YOUR ASSIGNMENT: The result should be every line in the material below containing the string "InvalidAddress".

DATA FOR ANALYSIS:
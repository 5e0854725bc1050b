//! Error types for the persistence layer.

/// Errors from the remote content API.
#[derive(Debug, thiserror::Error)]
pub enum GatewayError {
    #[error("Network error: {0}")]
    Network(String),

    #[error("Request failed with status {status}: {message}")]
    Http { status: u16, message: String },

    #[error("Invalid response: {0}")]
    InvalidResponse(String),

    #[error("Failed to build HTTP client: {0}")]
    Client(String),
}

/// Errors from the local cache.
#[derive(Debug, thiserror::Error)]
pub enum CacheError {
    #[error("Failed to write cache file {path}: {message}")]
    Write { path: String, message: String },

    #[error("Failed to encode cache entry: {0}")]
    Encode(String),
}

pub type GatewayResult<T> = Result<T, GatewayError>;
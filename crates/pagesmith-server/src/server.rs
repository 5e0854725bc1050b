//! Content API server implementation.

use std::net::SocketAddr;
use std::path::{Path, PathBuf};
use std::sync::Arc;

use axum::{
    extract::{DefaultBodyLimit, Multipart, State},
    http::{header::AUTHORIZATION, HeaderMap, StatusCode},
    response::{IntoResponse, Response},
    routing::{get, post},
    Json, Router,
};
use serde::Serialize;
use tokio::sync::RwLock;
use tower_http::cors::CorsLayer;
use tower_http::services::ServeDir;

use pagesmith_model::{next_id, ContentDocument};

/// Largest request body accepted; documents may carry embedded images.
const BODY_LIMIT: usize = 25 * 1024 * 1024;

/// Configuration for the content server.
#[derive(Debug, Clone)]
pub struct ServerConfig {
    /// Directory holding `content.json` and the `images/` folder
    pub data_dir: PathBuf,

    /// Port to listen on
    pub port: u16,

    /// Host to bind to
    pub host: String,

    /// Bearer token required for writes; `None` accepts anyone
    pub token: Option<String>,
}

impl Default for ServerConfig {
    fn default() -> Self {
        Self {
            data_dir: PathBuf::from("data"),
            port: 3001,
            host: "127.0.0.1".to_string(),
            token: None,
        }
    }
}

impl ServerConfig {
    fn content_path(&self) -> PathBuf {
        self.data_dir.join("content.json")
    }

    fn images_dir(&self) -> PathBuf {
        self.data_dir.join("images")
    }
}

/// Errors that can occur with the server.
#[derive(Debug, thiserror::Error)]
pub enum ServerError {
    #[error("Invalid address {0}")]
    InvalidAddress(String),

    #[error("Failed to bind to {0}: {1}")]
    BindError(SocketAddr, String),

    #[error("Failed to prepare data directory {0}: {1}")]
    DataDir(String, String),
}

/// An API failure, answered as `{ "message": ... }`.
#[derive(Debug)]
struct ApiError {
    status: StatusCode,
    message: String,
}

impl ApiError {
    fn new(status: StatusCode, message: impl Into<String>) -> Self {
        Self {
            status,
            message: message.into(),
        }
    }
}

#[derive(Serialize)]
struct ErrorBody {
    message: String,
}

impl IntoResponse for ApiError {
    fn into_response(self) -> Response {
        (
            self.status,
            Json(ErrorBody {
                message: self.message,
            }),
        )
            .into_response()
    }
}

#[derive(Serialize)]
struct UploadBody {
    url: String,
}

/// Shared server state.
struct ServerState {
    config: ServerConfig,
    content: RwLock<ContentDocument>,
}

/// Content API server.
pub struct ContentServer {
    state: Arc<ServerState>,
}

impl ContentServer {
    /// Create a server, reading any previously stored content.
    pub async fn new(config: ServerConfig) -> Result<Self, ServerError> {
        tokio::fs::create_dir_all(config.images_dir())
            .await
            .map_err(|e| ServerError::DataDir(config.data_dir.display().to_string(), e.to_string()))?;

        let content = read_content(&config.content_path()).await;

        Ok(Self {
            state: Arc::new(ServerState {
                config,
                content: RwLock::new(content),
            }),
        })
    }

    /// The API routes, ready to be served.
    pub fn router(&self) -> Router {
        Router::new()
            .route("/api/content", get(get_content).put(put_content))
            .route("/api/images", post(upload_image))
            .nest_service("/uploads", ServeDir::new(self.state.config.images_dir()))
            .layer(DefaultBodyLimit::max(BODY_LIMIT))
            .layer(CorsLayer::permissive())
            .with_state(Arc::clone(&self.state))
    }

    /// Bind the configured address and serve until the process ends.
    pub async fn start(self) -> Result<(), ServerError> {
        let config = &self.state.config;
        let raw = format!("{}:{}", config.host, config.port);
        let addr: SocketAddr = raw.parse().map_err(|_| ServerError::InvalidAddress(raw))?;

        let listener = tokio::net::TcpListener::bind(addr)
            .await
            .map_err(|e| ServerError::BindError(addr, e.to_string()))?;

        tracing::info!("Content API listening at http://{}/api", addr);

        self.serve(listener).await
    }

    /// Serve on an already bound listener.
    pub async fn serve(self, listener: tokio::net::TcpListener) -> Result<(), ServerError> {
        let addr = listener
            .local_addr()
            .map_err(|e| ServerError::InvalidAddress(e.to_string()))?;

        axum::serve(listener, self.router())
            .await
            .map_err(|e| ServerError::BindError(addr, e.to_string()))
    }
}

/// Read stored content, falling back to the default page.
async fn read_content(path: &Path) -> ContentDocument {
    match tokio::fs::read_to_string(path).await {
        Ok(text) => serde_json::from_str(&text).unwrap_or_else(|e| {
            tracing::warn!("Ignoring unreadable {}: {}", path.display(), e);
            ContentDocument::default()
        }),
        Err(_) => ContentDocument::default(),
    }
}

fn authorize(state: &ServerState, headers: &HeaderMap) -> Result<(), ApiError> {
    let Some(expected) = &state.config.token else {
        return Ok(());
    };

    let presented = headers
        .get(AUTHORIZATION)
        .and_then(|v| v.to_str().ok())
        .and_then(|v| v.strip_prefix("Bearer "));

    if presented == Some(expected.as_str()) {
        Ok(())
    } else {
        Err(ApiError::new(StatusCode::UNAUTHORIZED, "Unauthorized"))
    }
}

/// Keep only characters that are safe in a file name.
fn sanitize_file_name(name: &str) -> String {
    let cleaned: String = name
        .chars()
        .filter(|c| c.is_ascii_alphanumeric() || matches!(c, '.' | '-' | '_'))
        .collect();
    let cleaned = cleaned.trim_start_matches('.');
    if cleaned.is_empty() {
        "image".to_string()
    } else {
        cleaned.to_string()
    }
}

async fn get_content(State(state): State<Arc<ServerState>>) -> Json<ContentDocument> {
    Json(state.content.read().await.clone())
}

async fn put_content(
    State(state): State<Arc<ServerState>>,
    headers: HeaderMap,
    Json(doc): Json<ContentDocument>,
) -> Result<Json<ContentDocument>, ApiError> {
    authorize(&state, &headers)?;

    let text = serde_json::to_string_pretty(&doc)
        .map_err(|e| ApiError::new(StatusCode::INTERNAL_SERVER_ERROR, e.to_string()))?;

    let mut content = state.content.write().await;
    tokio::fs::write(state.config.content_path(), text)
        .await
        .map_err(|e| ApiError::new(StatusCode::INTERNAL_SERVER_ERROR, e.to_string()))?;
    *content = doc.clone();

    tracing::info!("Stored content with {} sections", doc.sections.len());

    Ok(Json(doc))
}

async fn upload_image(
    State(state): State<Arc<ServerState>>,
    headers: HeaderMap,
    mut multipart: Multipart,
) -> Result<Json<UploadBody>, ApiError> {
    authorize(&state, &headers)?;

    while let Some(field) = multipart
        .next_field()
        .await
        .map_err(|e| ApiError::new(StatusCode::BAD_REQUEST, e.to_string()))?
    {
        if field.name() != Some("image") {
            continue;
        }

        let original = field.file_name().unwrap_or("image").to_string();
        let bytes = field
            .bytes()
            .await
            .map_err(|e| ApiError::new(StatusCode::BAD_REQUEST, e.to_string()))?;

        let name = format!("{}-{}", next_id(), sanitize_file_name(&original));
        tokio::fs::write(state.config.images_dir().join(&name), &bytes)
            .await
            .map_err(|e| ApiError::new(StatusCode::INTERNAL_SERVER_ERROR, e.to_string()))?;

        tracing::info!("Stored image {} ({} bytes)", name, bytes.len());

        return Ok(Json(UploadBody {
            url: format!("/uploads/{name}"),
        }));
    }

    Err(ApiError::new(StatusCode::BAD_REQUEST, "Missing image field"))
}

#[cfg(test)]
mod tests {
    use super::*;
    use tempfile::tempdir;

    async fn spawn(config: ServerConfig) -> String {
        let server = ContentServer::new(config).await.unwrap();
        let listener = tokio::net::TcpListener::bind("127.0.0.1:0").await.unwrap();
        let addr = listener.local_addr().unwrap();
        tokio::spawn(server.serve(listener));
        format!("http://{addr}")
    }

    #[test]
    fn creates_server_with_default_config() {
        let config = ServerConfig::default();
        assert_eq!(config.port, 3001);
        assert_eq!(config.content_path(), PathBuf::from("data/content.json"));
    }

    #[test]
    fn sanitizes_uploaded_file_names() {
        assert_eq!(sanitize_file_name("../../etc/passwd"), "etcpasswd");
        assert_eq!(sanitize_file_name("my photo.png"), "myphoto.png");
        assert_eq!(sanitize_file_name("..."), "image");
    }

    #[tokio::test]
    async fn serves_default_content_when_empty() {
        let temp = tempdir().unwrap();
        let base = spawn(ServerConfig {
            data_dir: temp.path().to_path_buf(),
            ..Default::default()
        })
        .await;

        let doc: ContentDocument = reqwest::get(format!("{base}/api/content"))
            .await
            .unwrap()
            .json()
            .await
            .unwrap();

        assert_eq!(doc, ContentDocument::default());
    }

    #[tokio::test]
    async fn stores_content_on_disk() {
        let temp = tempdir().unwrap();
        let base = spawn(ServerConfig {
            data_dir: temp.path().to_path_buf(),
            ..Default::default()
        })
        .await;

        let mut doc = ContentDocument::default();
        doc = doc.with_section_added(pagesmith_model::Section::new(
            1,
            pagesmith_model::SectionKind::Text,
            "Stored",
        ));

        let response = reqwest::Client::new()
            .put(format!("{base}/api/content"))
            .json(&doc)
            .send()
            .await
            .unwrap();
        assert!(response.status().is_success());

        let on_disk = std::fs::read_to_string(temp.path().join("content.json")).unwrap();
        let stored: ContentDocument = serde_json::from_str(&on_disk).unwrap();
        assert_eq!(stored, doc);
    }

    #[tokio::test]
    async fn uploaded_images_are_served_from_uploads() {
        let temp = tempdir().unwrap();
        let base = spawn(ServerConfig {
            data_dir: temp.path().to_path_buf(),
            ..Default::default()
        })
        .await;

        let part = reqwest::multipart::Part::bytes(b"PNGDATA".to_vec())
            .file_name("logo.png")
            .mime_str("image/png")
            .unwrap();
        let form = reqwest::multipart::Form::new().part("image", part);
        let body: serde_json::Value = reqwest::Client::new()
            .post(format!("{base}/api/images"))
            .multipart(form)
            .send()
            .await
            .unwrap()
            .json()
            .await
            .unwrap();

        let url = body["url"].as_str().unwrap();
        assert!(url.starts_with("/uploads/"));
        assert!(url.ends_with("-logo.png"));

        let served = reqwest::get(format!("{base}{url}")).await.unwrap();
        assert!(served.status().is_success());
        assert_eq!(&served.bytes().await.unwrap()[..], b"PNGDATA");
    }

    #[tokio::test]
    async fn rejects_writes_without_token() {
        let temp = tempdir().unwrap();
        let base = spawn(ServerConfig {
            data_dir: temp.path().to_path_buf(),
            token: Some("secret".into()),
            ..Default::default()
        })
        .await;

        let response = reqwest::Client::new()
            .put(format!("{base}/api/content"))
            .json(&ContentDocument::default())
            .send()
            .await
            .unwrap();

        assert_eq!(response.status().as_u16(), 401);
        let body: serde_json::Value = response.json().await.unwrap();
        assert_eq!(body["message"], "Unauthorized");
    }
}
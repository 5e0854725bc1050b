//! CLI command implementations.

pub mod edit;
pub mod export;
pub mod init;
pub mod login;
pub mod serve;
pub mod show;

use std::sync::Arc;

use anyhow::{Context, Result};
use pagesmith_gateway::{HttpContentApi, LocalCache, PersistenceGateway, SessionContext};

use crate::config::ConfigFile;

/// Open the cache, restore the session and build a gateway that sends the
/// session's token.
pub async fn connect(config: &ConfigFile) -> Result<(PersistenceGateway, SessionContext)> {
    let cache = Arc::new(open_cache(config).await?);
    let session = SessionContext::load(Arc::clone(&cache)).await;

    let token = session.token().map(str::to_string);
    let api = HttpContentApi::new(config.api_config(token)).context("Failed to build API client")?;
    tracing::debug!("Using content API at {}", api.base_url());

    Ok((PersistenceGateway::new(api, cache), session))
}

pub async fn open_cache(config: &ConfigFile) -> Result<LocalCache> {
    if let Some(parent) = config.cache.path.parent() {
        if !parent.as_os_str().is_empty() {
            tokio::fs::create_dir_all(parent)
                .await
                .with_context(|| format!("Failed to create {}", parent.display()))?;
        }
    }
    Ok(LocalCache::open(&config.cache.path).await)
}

ANSWER SECTION:
    InvalidAddress(String),
        let addr: SocketAddr = raw.parse().map_err(|_| ServerError::InvalidAddress(raw))?;
            .map_err(|e| ServerError::InvalidAddress(e.to_string()))?;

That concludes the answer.